What the exercise asks: Search the entries for the word "strum" and copy each line that has it.

Exercise materials:
########

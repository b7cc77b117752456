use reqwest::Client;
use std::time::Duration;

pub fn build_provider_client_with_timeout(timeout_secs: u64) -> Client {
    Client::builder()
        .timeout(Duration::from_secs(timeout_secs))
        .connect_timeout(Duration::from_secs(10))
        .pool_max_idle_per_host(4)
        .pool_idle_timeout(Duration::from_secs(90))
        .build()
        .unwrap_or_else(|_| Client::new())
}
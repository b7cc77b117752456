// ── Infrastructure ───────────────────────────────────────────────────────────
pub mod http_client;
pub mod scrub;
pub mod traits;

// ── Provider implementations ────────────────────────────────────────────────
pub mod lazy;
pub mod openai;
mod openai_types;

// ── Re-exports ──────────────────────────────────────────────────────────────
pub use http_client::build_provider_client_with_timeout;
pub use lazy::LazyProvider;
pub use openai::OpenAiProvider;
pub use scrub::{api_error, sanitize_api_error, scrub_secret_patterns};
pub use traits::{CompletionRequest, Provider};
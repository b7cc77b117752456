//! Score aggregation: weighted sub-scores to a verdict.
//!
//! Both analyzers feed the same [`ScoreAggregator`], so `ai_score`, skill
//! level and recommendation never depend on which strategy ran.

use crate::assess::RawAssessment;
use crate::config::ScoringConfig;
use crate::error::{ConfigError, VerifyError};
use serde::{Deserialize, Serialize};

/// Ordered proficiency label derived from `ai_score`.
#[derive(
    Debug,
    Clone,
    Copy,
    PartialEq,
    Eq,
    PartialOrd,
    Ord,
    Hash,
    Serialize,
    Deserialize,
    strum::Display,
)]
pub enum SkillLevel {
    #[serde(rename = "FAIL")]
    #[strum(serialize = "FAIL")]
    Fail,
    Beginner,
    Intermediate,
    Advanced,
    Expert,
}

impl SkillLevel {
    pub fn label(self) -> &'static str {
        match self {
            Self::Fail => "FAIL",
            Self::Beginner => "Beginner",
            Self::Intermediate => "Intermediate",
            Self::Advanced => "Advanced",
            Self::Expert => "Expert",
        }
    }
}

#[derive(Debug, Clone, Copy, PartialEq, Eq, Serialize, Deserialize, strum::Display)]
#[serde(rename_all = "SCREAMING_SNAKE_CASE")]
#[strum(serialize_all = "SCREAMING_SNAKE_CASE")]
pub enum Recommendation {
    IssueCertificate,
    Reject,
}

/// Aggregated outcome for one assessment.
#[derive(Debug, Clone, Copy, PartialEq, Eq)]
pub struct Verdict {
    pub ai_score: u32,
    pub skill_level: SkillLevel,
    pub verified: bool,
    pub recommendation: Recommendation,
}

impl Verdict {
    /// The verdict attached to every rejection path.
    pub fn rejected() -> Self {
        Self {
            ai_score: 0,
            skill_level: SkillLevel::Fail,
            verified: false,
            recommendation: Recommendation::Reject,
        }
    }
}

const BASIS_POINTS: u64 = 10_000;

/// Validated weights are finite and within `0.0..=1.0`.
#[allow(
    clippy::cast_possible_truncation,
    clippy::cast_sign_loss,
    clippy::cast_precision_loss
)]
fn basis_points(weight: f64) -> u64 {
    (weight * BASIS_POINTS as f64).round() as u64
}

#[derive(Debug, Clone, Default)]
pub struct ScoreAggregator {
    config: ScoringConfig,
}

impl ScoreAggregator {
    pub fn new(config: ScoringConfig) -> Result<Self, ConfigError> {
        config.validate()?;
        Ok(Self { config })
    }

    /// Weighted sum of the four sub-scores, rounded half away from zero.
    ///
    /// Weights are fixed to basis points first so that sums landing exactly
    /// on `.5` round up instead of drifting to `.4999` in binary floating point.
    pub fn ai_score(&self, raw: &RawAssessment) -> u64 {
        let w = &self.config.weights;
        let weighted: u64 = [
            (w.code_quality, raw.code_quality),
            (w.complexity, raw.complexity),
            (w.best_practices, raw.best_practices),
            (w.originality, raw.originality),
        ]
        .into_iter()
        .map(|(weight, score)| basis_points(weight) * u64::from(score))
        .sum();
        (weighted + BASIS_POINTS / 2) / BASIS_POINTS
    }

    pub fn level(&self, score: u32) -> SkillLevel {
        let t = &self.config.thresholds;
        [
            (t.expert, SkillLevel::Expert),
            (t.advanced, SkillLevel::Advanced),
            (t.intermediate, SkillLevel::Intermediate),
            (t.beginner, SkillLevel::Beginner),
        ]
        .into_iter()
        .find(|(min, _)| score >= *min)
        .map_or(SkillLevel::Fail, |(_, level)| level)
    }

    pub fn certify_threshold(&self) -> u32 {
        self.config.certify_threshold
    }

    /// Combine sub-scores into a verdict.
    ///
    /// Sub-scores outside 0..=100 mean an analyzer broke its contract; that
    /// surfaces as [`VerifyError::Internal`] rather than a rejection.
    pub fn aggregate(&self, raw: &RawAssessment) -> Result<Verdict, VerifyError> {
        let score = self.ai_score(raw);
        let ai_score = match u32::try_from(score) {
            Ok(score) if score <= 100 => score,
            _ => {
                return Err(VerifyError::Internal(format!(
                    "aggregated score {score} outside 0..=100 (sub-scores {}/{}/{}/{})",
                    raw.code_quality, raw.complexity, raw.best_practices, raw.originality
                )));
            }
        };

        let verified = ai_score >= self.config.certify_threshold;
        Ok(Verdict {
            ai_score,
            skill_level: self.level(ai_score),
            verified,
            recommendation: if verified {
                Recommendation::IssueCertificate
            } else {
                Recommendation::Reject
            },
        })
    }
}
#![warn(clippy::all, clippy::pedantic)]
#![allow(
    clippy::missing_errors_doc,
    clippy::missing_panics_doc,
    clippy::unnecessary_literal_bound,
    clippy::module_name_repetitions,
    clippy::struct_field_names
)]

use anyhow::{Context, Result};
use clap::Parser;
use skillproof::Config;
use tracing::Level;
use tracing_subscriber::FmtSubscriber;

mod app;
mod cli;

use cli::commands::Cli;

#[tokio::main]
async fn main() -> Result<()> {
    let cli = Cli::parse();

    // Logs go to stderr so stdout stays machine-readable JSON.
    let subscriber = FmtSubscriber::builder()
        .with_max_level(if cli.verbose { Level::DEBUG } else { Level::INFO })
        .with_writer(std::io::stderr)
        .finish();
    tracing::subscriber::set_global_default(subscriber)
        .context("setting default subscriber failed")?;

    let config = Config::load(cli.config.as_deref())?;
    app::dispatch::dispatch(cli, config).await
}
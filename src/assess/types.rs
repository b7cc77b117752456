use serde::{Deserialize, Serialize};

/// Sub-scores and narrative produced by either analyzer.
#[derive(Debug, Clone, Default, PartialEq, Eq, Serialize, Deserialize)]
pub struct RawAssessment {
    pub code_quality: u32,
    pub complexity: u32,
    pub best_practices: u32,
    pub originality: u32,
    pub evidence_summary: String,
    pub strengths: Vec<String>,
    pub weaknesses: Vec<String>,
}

########

Solved problem:
    strum::Display,
    #[strum(serialize = "FAIL")]
#[derive(Debug, Clone, Copy, PartialEq, Eq, Serialize, Deserialize, strum::Display)]
#[strum(serialize_all = "SCREAMING_SNAKE_CASE")]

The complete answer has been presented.